Beth Moore is a hugely popular Christian speaker and author. She said this about Patterson:

 

“It comes down to, once again, someone in the church putting the sanctity of MARRIAGE over the sanctity of a HUMAN BEING. Namely, a woman who is being abused by her husband. And it is quite simply, wrong. Yes, my fellow women, we love our husbands, we honor our husbands, but NO, my sisters, we do NOT submit to abuse. Of any kind.”

 

A lot of women are speaking up about abuse. Frankly, they shouldn’t get a chance. The demand for change and accountability for abusers should be led by the good men of the church and this world. Ladies should be able to just tell their stories, sit back, and watch good men be warriors on their behalf. I’m committed to being one of those protectors and warriors. Let’s hear from two other such warriors.

 

Thom Rainer is the head of Lifeway Christian Resources. He said the following:

 

“There is no level or type of abuse of women that is acceptable. We have been called by God to show honor and respect to all women and girls. And I stand with all who say ‘no’ to any type of abuse of women at any time and under any circumstance.”

 

I like that...any type of abuse of women at any time and under any circumstance.

 

Gary Thomas is the author of over twenty books including Sacred Marriage and he's an international speaker. Gary is an advocate for building great marriages and saving troubled ones. He said the following:

 

“If the cost of saving a marriage is destroying a woman, the cost is too high. God loves people more than he loves institutions, and if divorce is the only weapon to protect her, then the church should thank God such a weapon exists. Jesus said what he said about divorce to protect women, not to imprison them.”

 

“Our focus has to be on urging men to love their wives like Christ loves the church, not on telling women to put up with husbands mistreating their wives. We should confront and stop abuse, not enable it. Wives are supposed to be cherished, not used, not abused and never treated as sexual playthings. If a man wants the benefit and companionship of a good woman, let him earn it, and re-earn it, and let him know it can be lost.”

 

The covenant of marriage does not give you permission to treat your mate any way you wish. It’s an obligation to treat your spouse the way you should (love, consideration, kindness, gentleness, serving).

 

Kevin DeYoung got it right when he said, “Every divorce is the result of sin, but not every divorce is sinful.” Most people have convictions about divorce that are based upon a couple of Bible verses or what they’ve heard. For a thorough Biblical explanation on why divorce is allowed, check out my message on Divorce, Remarriage, and Adultery. Did you know that God divorced Israel?

 

I’ve also been one of the few pastors who has addressed the issue of abuse in a message on a Sunday morning.
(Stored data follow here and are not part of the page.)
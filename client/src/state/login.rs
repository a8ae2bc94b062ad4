//! Login form state machine.
//!
//! `Idle -> Submitting -> Idle | Failed(message)`. A failed attempt keeps the
//! message visible until the next submit clears it.

#[cfg(test)]
#[path = "login_test.rs"]
mod login_test;

use crate::state::auth::AuthState;

/// Shown for every sign-in failure; the underlying cause only goes to the console.
pub const LOGIN_FAILED_MESSAGE: &str = "Email atau password salah. Silakan coba lagi.";

#[derive(Clone, Debug, Default, PartialEq, Eq)]
pub enum LoginPhase {
    #[default]
    Idle,
    Submitting,
    Failed(String),
}

impl LoginPhase {
    /// Enter `Submitting`. Returns `false` (and changes nothing) if a sign-in
    /// is already in flight.
    pub fn begin(&mut self) -> bool {
        if self.is_submitting() {
            return false;
        }
        *self = Self::Submitting;
        true
    }

    pub fn succeed(&mut self) {
        *self = Self::Idle;
    }

    pub fn fail(&mut self) {
        *self = Self::Failed(LOGIN_FAILED_MESSAGE.to_owned());
    }

    #[must_use]
    pub fn is_submitting(&self) -> bool {
        matches!(self, Self::Submitting)
    }

    #[must_use]
    pub fn error(&self) -> Option<&str> {
        match self {
            Self::Failed(message) => Some(message),
            _ => None,
        }
    }
}

/// What the login route renders for the current auth state.
#[derive(Clone, Copy, Debug, PartialEq, Eq)]
pub enum LoginView {
    /// Auth still resolving, or already signed in and about to leave.
    Placeholder,
    Form,
}

#[must_use]
pub fn login_view(state: &AuthState) -> LoginView {
    if state.loading || state.user.is_some() {
        LoginView::Placeholder
    } else {
        LoginView::Form
    }
}

/// Signed-in users on the login route go straight to the products page.
#[must_use]
pub fn should_enter_app(state: &AuthState) -> bool {
    !state.loading && state.user.is_some()
}
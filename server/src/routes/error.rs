//! API error type shared by the product route handlers.
//!
//! ERROR HANDLING
//! ==============
//! Every failure leaves the server as `{ "error": <string> }`. Upstream
//! failures are logged with a per-handler tag and collapsed to a fixed
//! message so no upstream detail reaches the caller.

use std::fmt::Display;

use axum::http::StatusCode;
use axum::response::{IntoResponse, Json, Response};

/// The proxied operation a handler performs; selects log tag and failure text.
#[derive(Debug, Clone, Copy, PartialEq, Eq)]
pub enum Operation {
    GetProduct,
    CreateProduct,
    UpdateProduct,
    DeleteProduct,
    ListProducts,
}

impl Operation {
    #[must_use]
    pub fn tag(self) -> &'static str {
        match self {
            Self::GetProduct => "API_PRODUCT_GET",
            Self::CreateProduct => "API_PRODUCT_POST",
            Self::UpdateProduct => "API_PRODUCT_PUT",
            Self::DeleteProduct => "API_PRODUCT_DELETE",
            Self::ListProducts => "API_PRODUCTS_GET",
        }
    }

    #[must_use]
    pub fn failure_message(self) -> &'static str {
        match self {
            Self::GetProduct => "Failed to fetch product",
            Self::CreateProduct => "Failed to create product",
            Self::UpdateProduct => "Failed to update product",
            Self::DeleteProduct => "Failed to delete product",
            Self::ListProducts => "Failed to fetch",
        }
    }
}

#[derive(Debug, thiserror::Error)]
pub enum ApiError {
    /// A required query parameter was absent or empty.
    #[error("{0}")]
    MissingParam(&'static str),

    /// The upstream call (or reading the request body) failed.
    #[error("{} failed: {cause}", .op.tag())]
    Failed { op: Operation, cause: String },
}

impl ApiError {
    /// Log `cause` under the operation's tag and build the generic failure.
    pub fn failed(op: Operation, cause: impl Display) -> Self {
        let cause = cause.to_string();
        tracing::error!(tag = op.tag(), error = %cause, "product api request failed");
        Self::Failed { op, cause }
    }

    #[must_use]
    pub fn status(&self) -> StatusCode {
        match self {
            Self::MissingParam(_) => StatusCode::BAD_REQUEST,
            Self::Failed { .. } => StatusCode::INTERNAL_SERVER_ERROR,
        }
    }

    /// The message the caller sees.
    #[must_use]
    pub fn public_message(&self) -> &'static str {
        match self {
            Self::MissingParam(message) => message,
            Self::Failed { op, .. } => op.failure_message(),
        }
    }
}

impl IntoResponse for ApiError {
    fn into_response(self) -> Response {
        let body = serde_json::json!({ "error": self.public_message() });
        (self.status(), Json(body)).into_response()
    }
}

#[cfg(test)]
#[path = "error_test.rs"]
mod tests;
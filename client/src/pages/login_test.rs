use super::*;

#[test]
fn validate_credentials_trims_email() {
    assert_eq!(
        validate_credentials("  admin@example.com  ", "secret"),
        Ok(("admin@example.com".to_owned(), "secret".to_owned()))
    );
}

#[test]
fn validate_credentials_requires_both_fields() {
    assert_eq!(
        validate_credentials("   ", ""),
        Err(CredentialErrors { email: Some(EMAIL_REQUIRED), password: Some(PASSWORD_REQUIRED) })
    );
}

#[test]
fn validate_credentials_rejects_malformed_email() {
    assert_eq!(
        validate_credentials("admin", "secret"),
        Err(CredentialErrors { email: Some(EMAIL_INVALID), password: None })
    );
}

#[test]
fn password_is_not_trimmed() {
    assert_eq!(
        validate_credentials("a@b.co", " pw "),
        Ok(("a@b.co".to_owned(), " pw ".to_owned()))
    );
}

#[test]
fn looks_like_email_accepts_common_shapes() {
    assert!(looks_like_email("a@b.co"));
    assert!(looks_like_email("first.last+tag@mail.example.com"));
}

#[test]
fn looks_like_email_rejects_bad_shapes() {
    assert!(!looks_like_email("a@b"));
    assert!(!looks_like_email("@b.com"));
    assert!(!looks_like_email("a@@b.com"));
    assert!(!looks_like_email("a@b..com"));
    assert!(!looks_like_email("a b@c.com"));
}
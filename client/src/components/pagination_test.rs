use super::*;

#[test]
fn page_numbers_cover_partial_last_page() {
    assert_eq!(page_numbers(12, 5), vec![1, 2, 3]);
    assert_eq!(page_numbers(10, 5), vec![1, 2]);
}

#[test]
fn empty_list_still_shows_first_page() {
    assert_eq!(page_numbers(0, 5), vec![1]);
}
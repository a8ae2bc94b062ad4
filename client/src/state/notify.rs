//! Toast notification queue.
//!
//! DESIGN
//! ======
//! The queue is plain data inside an `RwSignal` context. The toast component
//! schedules expiry with `gloo-timers`; expiry and manual close both call
//! `dismiss`, which is a no-op for ids that are already gone.

#[cfg(test)]
#[path = "notify_test.rs"]
mod notify_test;

/// How long a toast stays up before auto-dismissing.
pub const NOTICE_TTL_MS: u32 = 4_500;

/// Oldest toasts are dropped past this many.
pub const MAX_NOTICES: usize = 5;

#[derive(Clone, Copy, Debug, PartialEq, Eq)]
pub enum NoticeKind {
    Success,
    Error,
}

#[derive(Clone, Debug, PartialEq, Eq)]
pub struct Notice {
    pub id: u64,
    pub kind: NoticeKind,
    pub message: String,
    pub description: Option<String>,
}

#[derive(Clone, Debug, Default, PartialEq, Eq)]
pub struct NotificationQueue {
    next_id: u64,
    notices: Vec<Notice>,
}

impl NotificationQueue {
    /// Queue a toast and return its id.
    pub fn push(&mut self, kind: NoticeKind, message: &str, description: Option<&str>) -> u64 {
        self.next_id += 1;
        self.notices.push(Notice {
            id: self.next_id,
            kind,
            message: message.to_owned(),
            description: description.map(str::to_owned),
        });
        if self.notices.len() > MAX_NOTICES {
            let overflow = self.notices.len() - MAX_NOTICES;
            self.notices.drain(..overflow);
        }
        self.next_id
    }

    pub fn success(&mut self, message: &str) -> u64 {
        self.push(NoticeKind::Success, message, None)
    }

    pub fn error(&mut self, message: &str, description: Option<&str>) -> u64 {
        self.push(NoticeKind::Error, message, description)
    }

    /// Remove a toast. Returns `false` if it was already gone.
    pub fn dismiss(&mut self, id: u64) -> bool {
        let before = self.notices.len();
        self.notices.retain(|notice| notice.id != id);
        self.notices.len() != before
    }

    #[must_use]
    pub fn notices(&self) -> &[Notice] {
        &self.notices
    }

    #[must_use]
    pub fn is_empty(&self) -> bool {
        self.notices.is_empty()
    }
}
For a real revelation and understanding of the subject, check out my message on Domestic Violence.

 

I’ve had a lot of respect and admiration for Paige Patterson over the years, but his opinions on abuse are unbiblical and inexcusable. He can admit he was wrong and ask for the collective forgiveness of women he has hurt (some were hurt literally) and men that he has offended. Even still, he should resign his position at Southwestern Seminary and publish a paper or book on why he’s been wrong about this all of his life.